The tapes, he said, ran about an hour and appeared to have been made within the past five years.
CBS News reported Steinberg went further, saying the individuals shown on the tapes were one businessman, three appointees and one elected official.
Vincent Bugliosi, Steinberg's associate and the former Los Angeles deputy district attorney who prosecuted Charles Manson, said he had briefly discussed the tapes with Steinberg, but had neither seen them nor could verify their existence.
He said earlier statements to UPI regarding the tapes, made by an individual who called UPI purporting to be Bugliosi, were made by an imposter.
'I am highly disturbed that someone would impersonate me in an interview,' he said. The caller told UPI the tapes would 'embarrass the president.'
White House spokesman Robin Gray said late Monday, 'I'm familiar with the story, we're just not commenting on it.'
Steinberg said he was asked by a 'mutual friend' to represent Pancoast, but never intended to handle the entire case. He said his job was to 'set him (Pancoast) up as best we could with the court, a lawyer, psychiatrist and all the things he properly needs.'
He said he withdrew from the case Monday over the handling of the tapes.

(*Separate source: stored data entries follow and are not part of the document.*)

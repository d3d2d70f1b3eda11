//! Transport module - the connection handle that owns the socket.
//!
//! Provides [`Connection`], generic over:
//! - the byte stream (`TcpStream` in production, anything `AsyncRead + AsyncWrite`)
//! - the protocol profile

mod connection;

pub use connection::Connection;
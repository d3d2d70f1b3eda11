//! Shell module - interactive command loop over a [`Connection`].
//!
//! Provides:
//! - [`CommandTable`] - maps command names to handlers
//! - [`Shell`] - reads lines, dispatches them, sends the resulting commands
//! - [`message_commands`] / [`device_commands`] - stock tables per profile
//!
//! # Example
//!
//! ```ignore
//! use opwire_client::protocol::DeviceToggleProtocol;
//! use opwire_client::shell::{device_commands, Shell};
//! use opwire_client::{ClientConfig, Connection};
//! use tokio::io::BufReader;
//!
//! let config = ClientConfig::from_env()?;
//! let mut conn = Connection::connect(&config, DeviceToggleProtocol).await?;
//! Shell::new(device_commands())
//!     .run(BufReader::new(tokio::io::stdin()), tokio::io::stdout(), &mut conn)
//!     .await?;
//! ```

mod registry;
mod tables;

use std::fmt;

use tokio::io::{AsyncBufRead, AsyncBufReadExt, AsyncRead, AsyncWrite, AsyncWriteExt};

use crate::error::{OpwireError, Result};
use crate::protocol::Profile;
use crate::transport::Connection;

pub use registry::{Action, CommandHandler, CommandTable};
pub use tables::{device_commands, message_commands};

/// Prompt written before each line is read.
pub const DEFAULT_PROMPT: &str = "(client) ";

/// Line-oriented command loop.
pub struct Shell<C> {
    table: CommandTable<C>,
    prompt: String,
    intro: Option<String>,
}

impl<C: fmt::Debug + Send> Shell<C> {
    pub fn new(table: CommandTable<C>) -> Self {
        Self {
            table,
            prompt: DEFAULT_PROMPT.to_string(),
            intro: None,
        }
    }

    pub fn with_prompt(mut self, prompt: impl Into<String>) -> Self {
        self.prompt = prompt.into();
        self
    }

    /// Text written once before the first prompt.
    pub fn with_intro(mut self, intro: impl Into<String>) -> Self {
        self.intro = Some(intro.into());
        self
    }

    /// Run until a quitting command, end of input, or the first fatal error.
    ///
    /// Unknown commands and bad arguments are reported on `output` and the
    /// loop continues. Encoding and transport errors end the loop and are
    /// returned unchanged.
    pub async fn run<R, W, S, P>(
        &self,
        input: R,
        mut output: W,
        conn: &mut Connection<S, P>,
    ) -> Result<()>
    where
        R: AsyncBufRead + Unpin,
        W: AsyncWrite + Unpin,
        S: AsyncRead + AsyncWrite + Unpin,
        P: Profile<Command = C>,
    {
        if let Some(intro) = &self.intro {
            output.write_all(intro.as_bytes()).await?;
            output.write_all(b"\n").await?;
        }

        let mut lines = input.lines();
        loop {
            output.write_all(self.prompt.as_bytes()).await?;
            output.flush().await?;

            let Some(line) = lines.next_line().await? else {
                tracing::debug!("Input closed, leaving shell");
                return Ok(());
            };

            let action = match self.table.dispatch(&line) {
                Ok(Some(action)) => action,
                Ok(None) => continue,
                Err(e @ (OpwireError::UnknownCommand(_) | OpwireError::InvalidArguments(_))) => {
                    tracing::debug!(line = %line, error = %e, "Rejected input line");
                    output.write_all(format!("*** {}\n", e).as_bytes()).await?;
                    continue;
                }
                Err(e) => return Err(e),
            };

            match action {
                Action::Send(command) => conn.send(&command).await?,
                Action::SendAndQuit(command) => {
                    conn.send(&command).await?;
                    conn.shutdown().await?;
                    return Ok(());
                }
                Action::Print(text) => {
                    output.write_all(text.as_bytes()).await?;
                    if !text.ends_with('\n') {
                        output.write_all(b"\n").await?;
                    }
                }
                Action::Quit => return Ok(()),
            }
        }
    }
}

Steinberg claimed he viewed the tapes Saturday with an attorney he refused to identify and someone 'from the Department of Justice' he also refused to name.

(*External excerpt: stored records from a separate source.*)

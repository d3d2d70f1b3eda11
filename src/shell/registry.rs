//! Command table for dispatching input lines by command name.
//!
//! A line is split on the first run of whitespace: the first token selects
//! the handler, the trimmed remainder is passed to it as the argument
//! string. `help` and `?` are answered by the table itself.
//!
//! # Example
//!
//! ```
//! use opwire_client::shell::{Action, CommandTable};
//!
//! let mut table: CommandTable<u8> = CommandTable::new();
//! table.register("ping", "Send a ping.", |_args| Ok(Action::Send(1)));
//!
//! assert_eq!(table.dispatch("ping").unwrap(), Some(Action::Send(1)));
//! assert_eq!(table.dispatch("   ").unwrap(), None);
//! assert!(table.dispatch("pong").is_err());
//! ```

use std::collections::HashMap;
use std::fmt::Write as _;

use crate::error::{OpwireError, Result};

/// What the shell should do after a command ran.
#[derive(Debug, Clone, PartialEq, Eq)]
pub enum Action<C> {
    /// Send a command and keep reading input.
    Send(C),
    /// Send a command, close the connection and stop.
    SendAndQuit(C),
    /// Write text back to the user.
    Print(String),
    /// Stop without sending anything.
    Quit,
}

/// Handler invoked with the argument string of a line.
pub type CommandHandler<C> = Box<dyn Fn(&str) -> Result<Action<C>> + Send + Sync>;

struct Entry<C> {
    help: String,
    handler: CommandHandler<C>,
}

/// Static mapping from command name to handler.
pub struct CommandTable<C> {
    entries: HashMap<String, Entry<C>>,
}

impl<C> CommandTable<C> {
    /// Create a new empty table.
    pub fn new() -> Self {
        Self {
            entries: HashMap::new(),
        }
    }

    /// Register a handler under `name`, replacing any previous one.
    pub fn register<F>(&mut self, name: &str, help: &str, handler: F) -> &mut Self
    where
        F: Fn(&str) -> Result<Action<C>> + Send + Sync + 'static,
    {
        self.entries.insert(
            name.to_string(),
            Entry {
                help: help.to_string(),
                handler: Box::new(handler),
            },
        );
        self
    }

    /// Run the handler for `line`.
    ///
    /// Returns `Ok(None)` for blank lines.
    ///
    /// # Errors
    ///
    /// [`OpwireError::UnknownCommand`] when no handler has that name; any
    /// error the handler returns.
    pub fn dispatch(&self, line: &str) -> Result<Option<Action<C>>> {
        let line = line.trim();
        if line.is_empty() {
            return Ok(None);
        }

        let (name, args) = match line.split_once(char::is_whitespace) {
            Some((name, args)) => (name, args.trim()),
            None => (line, ""),
        };

        if name == "help" || name == "?" {
            return Ok(Some(Action::Print(self.help_text())));
        }

        let entry = self
            .entries
            .get(name)
            .ok_or_else(|| OpwireError::UnknownCommand(name.to_string()))?;
        (entry.handler)(args).map(Some)
    }

    /// Registered names in sorted order.
    pub fn names(&self) -> Vec<&str> {
        let mut names: Vec<&str> = self.entries.keys().map(String::as_str).collect();
        names.sort_unstable();
        names
    }

    pub fn contains(&self, name: &str) -> bool {
        self.entries.contains_key(name)
    }

    pub fn len(&self) -> usize {
        self.entries.len()
    }

    pub fn is_empty(&self) -> bool {
        self.entries.is_empty()
    }

    /// One line per command: name padded to a column, then its help.
    pub fn help_text(&self) -> String {
        let width = self.entries.keys().map(String::len).max().unwrap_or(0);
        let mut text = String::from("Commands:\n");
        for name in self.names() {
            let help = &self.entries[name].help;
            let _ = writeln!(text, "  {:<width$}  {}", name, help, width = width);
        }
        text
    }
}

impl<C> Default for CommandTable<C> {
    fn default() -> Self {
        Self::new()
    }
}
//! # opwire-client
//!
//! Client SDK for two opcode-tagged TCP command protocols.
//!
//! ## Protocols
//!
//! - **Message** (length-prefixed): `[opcode][00 00 00][u32 BE length][UTF-8 payload]`
//! - **Device toggle** (single byte): `[opcode]`
//!
//! Each protocol is a separate [`protocol::Profile`] with its own closed
//! opcode set. The framing functions in [`protocol`] are pure; sockets live
//! in [`Connection`].
//!
//! ## Example
//!
//! ```
//! use opwire_client::protocol::{decode_length_prefixed, encode_length_prefixed, encode_single};
//!
//! let packet = encode_length_prefixed(2, "Hello, Server!").unwrap();
//! assert_eq!(&packet[..8], b"\x02\x00\x00\x00\x00\x00\x00\x0e");
//! assert_eq!(decode_length_prefixed(&packet).unwrap().message(), "Hello, Server!");
//!
//! assert_eq!(encode_single(0x06).unwrap(), [0x06]);
//! ```

pub mod config;
pub mod error;
pub mod logging;
pub mod protocol;
pub mod shell;
pub mod transport;

pub use config::ClientConfig;
pub use error::{EncodingError, FramingError, OpwireError, Result};
pub use transport::Connection;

Attorney Arthur Barens will represent Pancoast and said the suspect in Miss Morgan's murder will plead not guilty by reason of insanity. Monday's scheduled court arraignment for Pancoast was continued until July 25 with bail set at $250,000.

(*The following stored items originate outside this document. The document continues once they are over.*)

//! Operation codes, one closed set per protocol profile.
//!
//! The two profiles disagree on numbering (0x06 is `Shutdown` for the
//! message protocol and `RedOn` for the device protocol), so each set is its
//! own type and never converts into the other.

use std::fmt;

use crate::error::{EncodingError, FramingError};

/// Profile name used in errors for the length-prefixed protocol.
pub const MESSAGE_PROFILE: &str = "message";

/// Profile name used in errors for the single-byte protocol.
pub const DEVICE_PROFILE: &str = "device-toggle";

/// Opcodes of the length-prefixed message protocol.
#[derive(Debug, Clone, Copy, PartialEq, Eq, Hash)]
#[repr(u8)]
pub enum MessageOpcode {
    /// Deliver a UTF-8 text message.
    Message = 0x02,
    /// Ask the server to close this connection.
    CloseConnection = 0x03,
    /// Ask the server to shut down.
    Shutdown = 0x06,
}

impl MessageOpcode {
    /// All opcodes in wire order.
    pub const ALL: [MessageOpcode; 3] = [
        MessageOpcode::Message,
        MessageOpcode::CloseConnection,
        MessageOpcode::Shutdown,
    ];

    /// Wire value.
    #[inline]
    pub fn as_u8(self) -> u8 {
        self as u8
    }

    /// Whether commands with this opcode normally carry text.
    #[inline]
    pub fn carries_payload(self) -> bool {
        matches!(self, MessageOpcode::Message)
    }

    /// Look up an opcode for encoding.
    pub fn for_encode(value: u8) -> Result<Self, EncodingError> {
        Self::from_u8(value).ok_or(EncodingError::UnsupportedOpcode {
            profile: MESSAGE_PROFILE,
            opcode: value,
        })
    }

    /// Look up an opcode read off the wire.
    pub fn for_decode(value: u8) -> Result<Self, FramingError> {
        Self::from_u8(value).ok_or(FramingError::UnknownOpcode {
            profile: MESSAGE_PROFILE,
            opcode: value,
        })
    }

    fn from_u8(value: u8) -> Option<Self> {
        match value {
            0x02 => Some(MessageOpcode::Message),
            0x03 => Some(MessageOpcode::CloseConnection),
            0x06 => Some(MessageOpcode::Shutdown),
            _ => None,
        }
    }
}

impl TryFrom<u8> for MessageOpcode {
    type Error = EncodingError;

    fn try_from(value: u8) -> Result<Self, Self::Error> {
        Self::for_encode(value)
    }
}

impl From<MessageOpcode> for u8 {
    fn from(op: MessageOpcode) -> u8 {
        op.as_u8()
    }
}

impl fmt::Display for MessageOpcode {
    fn fmt(&self, f: &mut fmt::Formatter<'_>) -> fmt::Result {
        let name = match self {
            MessageOpcode::Message => "MESSAGE",
            MessageOpcode::CloseConnection => "CLOSE_CONNECTION",
            MessageOpcode::Shutdown => "SHUTDOWN",
        };
        write!(f, "{} (0x{:02x})", name, self.as_u8())
    }
}

/// Opcodes of the single-byte device-toggle protocol.
#[derive(Debug, Clone, Copy, PartialEq, Eq, Hash)]
#[repr(u8)]
pub enum DeviceOpcode {
    CloseConnection = 0x03,
    GreenOn = 0x04,
    GreenOff = 0x05,
    RedOn = 0x06,
    RedOff = 0x07,
    YellowOn = 0x08,
    YellowOff = 0x09,
}

impl DeviceOpcode {
    /// All opcodes in wire order.
    pub const ALL: [DeviceOpcode; 7] = [
        DeviceOpcode::CloseConnection,
        DeviceOpcode::GreenOn,
        DeviceOpcode::GreenOff,
        DeviceOpcode::RedOn,
        DeviceOpcode::RedOff,
        DeviceOpcode::YellowOn,
        DeviceOpcode::YellowOff,
    ];

    /// Wire value.
    #[inline]
    pub fn as_u8(self) -> u8 {
        self as u8
    }

    /// Look up an opcode for encoding.
    pub fn for_encode(value: u8) -> Result<Self, EncodingError> {
        Self::from_u8(value).ok_or(EncodingError::UnsupportedOpcode {
            profile: DEVICE_PROFILE,
            opcode: value,
        })
    }

    /// Look up an opcode read off the wire.
    pub fn for_decode(value: u8) -> Result<Self, FramingError> {
        Self::from_u8(value).ok_or(FramingError::UnknownOpcode {
            profile: DEVICE_PROFILE,
            opcode: value,
        })
    }

    fn from_u8(value: u8) -> Option<Self> {
        match value {
            0x03 => Some(DeviceOpcode::CloseConnection),
            0x04 => Some(DeviceOpcode::GreenOn),
            0x05 => Some(DeviceOpcode::GreenOff),
            0x06 => Some(DeviceOpcode::RedOn),
            0x07 => Some(DeviceOpcode::RedOff),
            0x08 => Some(DeviceOpcode::YellowOn),
            0x09 => Some(DeviceOpcode::YellowOff),
            _ => None,
        }
    }
}

impl TryFrom<u8> for DeviceOpcode {
    type Error = EncodingError;

    fn try_from(value: u8) -> Result<Self, Self::Error> {
        Self::for_encode(value)
    }
}

impl From<DeviceOpcode> for u8 {
    fn from(op: DeviceOpcode) -> u8 {
        op.as_u8()
    }
}

impl fmt::Display for DeviceOpcode {
    fn fmt(&self, f: &mut fmt::Formatter<'_>) -> fmt::Result {
        let name = match self {
            DeviceOpcode::CloseConnection => "CLOSE_CONNECTION",
            DeviceOpcode::GreenOn => "GREEN_ON",
            DeviceOpcode::GreenOff => "GREEN_OFF",
            DeviceOpcode::RedOn => "RED_ON",
            DeviceOpcode::RedOff => "RED_OFF",
            DeviceOpcode::YellowOn => "YELLOW_ON",
            DeviceOpcode::YellowOff => "YELLOW_OFF",
        };
        write!(f, "{} (0x{:02x})", name, self.as_u8())
    }
}
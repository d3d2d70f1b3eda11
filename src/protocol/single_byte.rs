//! Single-byte framing for the device-toggle protocol.
//!
//! Every packet is exactly one opcode byte. There is no length field and no
//! payload.
//!
//! ```
//! use opwire_client::protocol::{decode_single, encode_single, DeviceOpcode};
//!
//! assert_eq!(encode_single(0x04).unwrap(), [0x04]);
//! assert_eq!(decode_single(&[0x06]).unwrap(), DeviceOpcode::RedOn);
//! assert!(decode_single(&[0x04, 0x05]).is_err());
//! ```

use super::opcodes::DeviceOpcode;
use crate::error::{EncodingError, FramingError};

/// Size of a device-toggle packet.
pub const SINGLE_BYTE_PACKET_SIZE: usize = 1;

/// Encode a device opcode byte.
///
/// # Errors
///
/// [`EncodingError::UnsupportedOpcode`] for bytes outside the device set.
pub fn encode_single(opcode: u8) -> Result<[u8; SINGLE_BYTE_PACKET_SIZE], EncodingError> {
    let opcode = DeviceOpcode::for_encode(opcode)?;
    Ok(opcode.encode())
}

/// Decode exactly one device packet.
///
/// # Errors
///
/// [`FramingError::WrongLength`] unless `buf` has exactly one byte,
/// [`FramingError::UnknownOpcode`] for a byte outside the device set.
pub fn decode_single(buf: &[u8]) -> Result<DeviceOpcode, FramingError> {
    match buf {
        [byte] => DeviceOpcode::for_decode(*byte),
        _ => Err(FramingError::WrongLength {
            expected: SINGLE_BYTE_PACKET_SIZE,
            actual: buf.len(),
        }),
    }
}

impl DeviceOpcode {
    /// Wire representation of this opcode.
    #[inline]
    pub fn encode(self) -> [u8; SINGLE_BYTE_PACKET_SIZE] {
        [self.as_u8()]
    }
}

Barens said Steinberg had agreed to play the tapes for him, but he was unable to arrange a meeting Monday depite repeated attempts.
'I'm aware of some material that may be sensitive in nature that I don't want to discuss at this time,' Barens said. 'I'm not going to jump at something that is potentially damaging to other people until I know we are on secure footing.'
Barens said Pancoast told him about videotapes that involve members of the Reagan administration. Asked if believed his client, Barens said, 'I have reasons to believe there are (tapes),' but added he did not believe they would be relevant to the case.
Arens declined to comment on the content of the tapes Pancoast represented Miss Morgan when she filed a $11 million palimony suit in which she described her own sexual activities with Bloomingdale but Miss Morgan pressed her suit against his estate and widow Betsy Bloomingdale, a close friend of Nancy Reagan and a frequent White House guest.